Así que el corazón del matrimonio, a cualquier edad, es el amor del hombre y la mujer. Los hijos, naturales o adoptados, serán una bendición, un regalo de Dios, si llegan. Y, si no llegan, el regalo de Dios será la mutua entrega de estos dos seres de luz, apoyados uno en el otro, caminando juntos hacia la plenitud del encuentro con la Familia Trinitaria.

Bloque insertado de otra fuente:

use crate::config::config::ProviderCfg;
use crate::research::client::{ResearchItem, ResearchProvider, truncate_snippet};
use anyhow::{Context, Result};
use async_trait::async_trait;
use reqwest::Client;
use serde::Deserialize;
use serde_json::json;

#[derive(Debug, Deserialize)]
struct TavilyResponse {
    #[serde(default)]
    results: Vec<TavilyResult>,
}

#[derive(Debug, Deserialize)]
struct TavilyResult {
    #[serde(default)]
    title: String,
    #[serde(default)]
    url: String,
    #[serde(default)]
    content: String,
}

impl From<TavilyResult> for ResearchItem {
    fn from(r: TavilyResult) -> Self {
        ResearchItem {
            title: r.title,
            url: r.url,
            snippet: truncate_snippet(&r.content),
        }
    }
}

pub struct TavilyProvider {
    client: Client,
    cfg: ProviderCfg,
}

impl TavilyProvider {
    pub fn new(cfg: ProviderCfg, client: Client) -> Self {
        Self { client, cfg }
    }
}

#[async_trait]
impl ResearchProvider for TavilyProvider {
    fn name(&self) -> &str {
        "tavily"
    }

    async fn search(&self, query: &str) -> Result<Vec<ResearchItem>> {
        let url = format!("{}/search", self.cfg.base_url.trim_end_matches('/'));
        let body = json!({
            "api_key": self.cfg.api_key,
            "query": query,
            "max_results": self.cfg.max_results,
            "search_depth": "basic",
        });

        let res = self
            .client
            .post(&url)
            .json(&body)
            .send()
            .await
            .context("tavily request failed")?;

        if !res.status().is_success() {
            anyhow::bail!("Tavily API error: {}", res.status());
        }

        let resp: TavilyResponse = res.json().await.context("parsing tavily response")?;
        Ok(resp.results.into_iter().map(ResearchItem::from).collect())
    }
}

#[cfg(test)]
mod tests {
    use super::*;

    #[test]
    fn test_decode_results() {
        let resp: TavilyResponse = serde_json::from_str(
            r#"{"query":"q","results":[{"title":"T","url":"https://a","content":"  body  ","score":0.9}]}"#,
        )
        .unwrap();
        let items: Vec<ResearchItem> = resp.results.into_iter().map(ResearchItem::from).collect();
        assert_eq!(items.len(), 1);
        assert_eq!(items[0].snippet, "body");
    }
}
use crate::core::types::TokenOutcome;
use chrono::{DateTime, Utc};
use rust_decimal::Decimal;
use serde::{Deserialize, Serialize};
use std::fmt;

/// Outcome the model predicts for the market question.
#[derive(Clone, Copy, Debug, PartialEq, Eq, Serialize, Deserialize)]
#[serde(rename_all = "UPPERCASE")]
pub enum Outcome {
    Yes,
    No,
    Uncertain,
}

impl Outcome {
    pub fn parse(tag: &str) -> Option<Self> {
        match tag {
            "YES" => Some(Outcome::Yes),
            "NO" => Some(Outcome::No),
            "UNCERTAIN" => Some(Outcome::Uncertain),
            _ => None,
        }
    }

    /// Token whose price the forecast is compared against. UNCERTAIN has no
    /// direction of its own and is read on the YES axis.
    pub fn price_axis(self) -> TokenOutcome {
        match self {
            Outcome::No => TokenOutcome::No,
            Outcome::Yes | Outcome::Uncertain => TokenOutcome::Yes,
        }
    }

    pub fn as_str(self) -> &'static str {
        match self {
            Outcome::Yes => "YES",
            Outcome::No => "NO",
            Outcome::Uncertain => "UNCERTAIN",
        }
    }
}

impl fmt::Display for Outcome {
    fn fmt(&self, f: &mut fmt::Formatter<'_>) -> fmt::Result {
        f.write_str(self.as_str())
    }
}

#[derive(Clone, Copy, Debug, PartialEq, Eq, Serialize, Deserialize)]
#[serde(rename_all = "UPPERCASE")]
pub enum QualityTier {
    High,
    Medium,
    Low,
}

impl QualityTier {
    pub fn parse(tag: &str) -> Option<Self> {
        match tag {
            "HIGH" => Some(QualityTier::High),
            "MEDIUM" => Some(QualityTier::Medium),
            "LOW" => Some(QualityTier::Low),
            _ => None,
        }
    }
}

/// How a variant asks the model to grade its input data. The validator only
/// accepts the representation the variant declared.
#[derive(Clone, Copy, Debug, Default, PartialEq, Eq, Serialize, Deserialize)]
#[serde(rename_all = "lowercase")]
pub enum DataQualityKind {
    #[default]
    Tier,
    Score,
}

#[derive(Clone, Debug, PartialEq, Serialize, Deserialize)]
#[serde(untagged)]
pub enum DataQuality {
    Tier(QualityTier),
    Score(#[serde(with = "rust_decimal::serde::float")] Decimal),
}

#[derive(Clone, Copy, Debug, Default, PartialEq, Eq)]
pub struct ForecastSchema {
    pub data_quality: DataQualityKind,
}

/// A model forecast that passed every structural and range check.
#[derive(Clone, Debug, PartialEq, Serialize, Deserialize)]
#[serde(rename_all = "camelCase")]
pub struct Forecast {
    pub outcome: Outcome,
    /// 0..=100
    #[serde(with = "rust_decimal::serde::float")]
    pub probability: Decimal,
    /// 0..=100
    #[serde(with = "rust_decimal::serde::float")]
    pub confidence: Decimal,
    pub outcome_reasoning: String,
    pub confidence_reasoning: String,
    pub key_factors: Vec<String>,
    pub data_quality: DataQuality,
    pub last_updated: DateTime<Utc>,
}

impl Forecast {
    /// Probability as a price in [0,1].
    pub fn probability_fraction(&self) -> Decimal {
        self.probability / Decimal::ONE_HUNDRED
    }
}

Os invito a asomaros a la relajada intimidad de una feliz pareja. Cierra José Luis Cano su poema “La tarde” con estos entrañables versos
Cada día toco con mis manos la dicha,
la beso con mis labios,
la dejo que se aduerma dulcemente en mi pecho,
que se despierte luego estremecida
como un hermoso sueño.
Enfrente el cielo, los pájaros y tu boca entreabierta,
sobre la calle con acacias y niños,
delicada y trémula como una sonata.
Y desde mi terraza, íntima como una caricia,
ávido sorbo la tarde y su hermosura,
contemplo el avión rasgar sereno el aire puro,
y casi toco, acaricio con mis dedos la luna inmensa
posada con ternura sobre un chopo cercano.
Poca cosa es lo que hace falta a veces para sentir la dicha:
una luz, una flor, una brisa, una mano en la nuestra,
o esta tarde que parece de carne, de suavísimo nácar,
tarde entregada para un mirar lentísimo,
para despacio entrarla, como un sueño, en el alma,
para besarla pura, inmaterial, celeste.